> **DATA SECTION**

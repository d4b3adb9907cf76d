use crate::error::TimerError;
use std::process;

pub fn print_usage(program: &str) -> ! {
    eprintln!(
        "usage: {} <[time in hrs]:>[time in min]<:[time in secs]>",
        program
    );
    eprintln!("times can be floating point numbers in xxx.yyy format");
    eprintln!();
    eprintln!("Note that precedence goes min, min:sec, and hr:min:sec.");
    eprintln!(
        "So if you want 3.5 hours, you could do 3.5:0:0 or 3:30:0, but 3.5:0 is 3.5 minutes"
    );
    eprintln!();
    eprintln!("   -h   Print this help message");
    eprintln!("   -v   Print timing diagnostics to stderr");
    process::exit(2);
}

/// Two-line report for an environment fault: what failed, then the system's
/// description of why.
pub fn report(err: &TimerError) -> String {
    format!("Error: {}\nReason: {}", err, err.reason())
}

/// Reports an environment fault and terminates with its exit code.
pub fn fatal(err: &TimerError) -> ! {
    eprintln!("{}", report(err));
    process::exit(err.exit_code());
}
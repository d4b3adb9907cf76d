use nix::errno::Errno;
use nix::sys::time::TimeSpec;
use nix::time::{clock_gettime, clock_nanosleep, ClockId, ClockNanosleepFlags};
use std::time::Duration;

/// A single wall-clock reading, kept as whole seconds plus nanoseconds so
/// that differences keep their sub-second part.
#[derive(Debug, Clone, Copy, PartialEq, Eq)]
pub struct Sample {
    pub secs: i64,
    pub nanos: i64,
}

impl Sample {
    pub fn new(secs: i64, nanos: i64) -> Self {
        Sample { secs, nanos }
    }

    /// Seconds elapsed between `earlier` and `self`, as one floating-point
    /// difference.
    pub fn seconds_since(&self, earlier: Sample) -> f64 {
        (self.secs - earlier.secs) as f64 + (self.nanos - earlier.nanos) as f64 / 1_000_000_000.0
    }
}

impl From<TimeSpec> for Sample {
    fn from(ts: TimeSpec) -> Self {
        Sample::new(i64::from(ts.tv_sec()), i64::from(ts.tv_nsec()))
    }
}

/// The two primitives the countdown needs from its environment.
pub trait Clock {
    /// Reads the current time.
    fn now(&mut self) -> nix::Result<Sample>;
    /// Suspends the caller for `secs` seconds. Callers never pass a negative value.
    fn sleep(&mut self, secs: f64) -> nix::Result<()>;
}

/// The realtime system clock.
#[derive(Debug, Default)]
pub struct SystemClock;

impl Clock for SystemClock {
    fn now(&mut self) -> nix::Result<Sample> {
        clock_gettime(ClockId::CLOCK_REALTIME).map(Sample::from)
    }

    fn sleep(&mut self, secs: f64) -> nix::Result<()> {
        let duration = Duration::try_from_secs_f64(secs).map_err(|_| Errno::EINVAL)?;
        let request = TimeSpec::from_duration(duration);
        // Relative sleep, no signal handlers are installed so the remainder is unused.
        clock_nanosleep(ClockId::CLOCK_REALTIME, ClockNanosleepFlags::empty(), &request)?;
        Ok(())
    }
}

#[cfg(test)]
mod tests {
    use super::*;

    #[test]
    fn test_seconds_since_keeps_fraction() {
        let earlier = Sample::new(10, 900_000_000);
        let later = Sample::new(12, 100_000_000);
        assert!((later.seconds_since(earlier) - 1.2).abs() < 1e-9);
        assert_eq!(earlier.seconds_since(earlier), 0.0);
    }

    #[test]
    fn test_system_clock_advances() {
        let mut clock = SystemClock;
        let start = clock.now().unwrap();
        clock.sleep(0.01).unwrap();
        let end = clock.now().unwrap();
        assert!(end.seconds_since(start) >= 0.005);
    }

    #[test]
    fn test_zero_sleep() {
        let mut clock = SystemClock;
        assert!(clock.sleep(0.0).is_ok());
    }

    #[test]
    fn test_negative_sleep_is_rejected() {
        let mut clock = SystemClock;
        assert_eq!(clock.sleep(-0.5), Err(Errno::EINVAL));
    }
}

> **TASK DIRECTIONS**
Starting at the top of the data above, repeat every line exactly until the line containing "the current time." has been given, then stop.

> **EXERCISE RESPONSE**
repository d4b3adb9907cf76d
use crate::error::TimerError;
use std::process;

pub fn print_usage(program: &str) -> ! {
    eprintln!(
        "usage: {} <[time in hrs]:>[time in min]<:[time in secs]>",
        program
    );
    eprintln!("times can be floating point numbers in xxx.yyy format");
    eprintln!();
    eprintln!("Note that precedence goes min, min:sec, and hr:min:sec.");
    eprintln!(
        "So if you want 3.5 hours, you could do 3.5:0:0 or 3:30:0, but 3.5:0 is 3.5 minutes"
    );
    eprintln!();
    eprintln!("   -h   Print this help message");
    eprintln!("   -v   Print timing diagnostics to stderr");
    process::exit(2);
}

/// Two-line report for an environment fault: what failed, then the system's
/// description of why.
pub fn report(err: &TimerError) -> String {
    format!("Error: {}\nReason: {}", err, err.reason())
}

/// Reports an environment fault and terminates with its exit code.
pub fn fatal(err: &TimerError) -> ! {
    eprintln!("{}", report(err));
    process::exit(err.exit_code());
}
repository d4b3adb9907cf76d
use nix::errno::Errno;
use nix::sys::time::TimeSpec;
use nix::time::{clock_gettime, clock_nanosleep, ClockId, ClockNanosleepFlags};
use std::time::Duration;

/// A single wall-clock reading, kept as whole seconds plus nanoseconds so
/// that differences keep their sub-second part.
#[derive(Debug, Clone, Copy, PartialEq, Eq)]
pub struct Sample {
    pub secs: i64,
    pub nanos: i64,
}

impl Sample {
    pub fn new(secs: i64, nanos: i64) -> Self {
        Sample { secs, nanos }
    }

    /// Seconds elapsed between `earlier` and `self`, as one floating-point
    /// difference.
    pub fn seconds_since(&self, earlier: Sample) -> f64 {
        (self.secs - earlier.secs) as f64 + (self.nanos - earlier.nanos) as f64 / 1_000_000_000.0
    }
}

impl From<TimeSpec> for Sample {
    fn from(ts: TimeSpec) -> Self {
        Sample::new(i64::from(ts.tv_sec()), i64::from(ts.tv_nsec()))
    }
}

/// The two primitives the countdown needs from its environment.
pub trait Clock {
    /// Reads the current time.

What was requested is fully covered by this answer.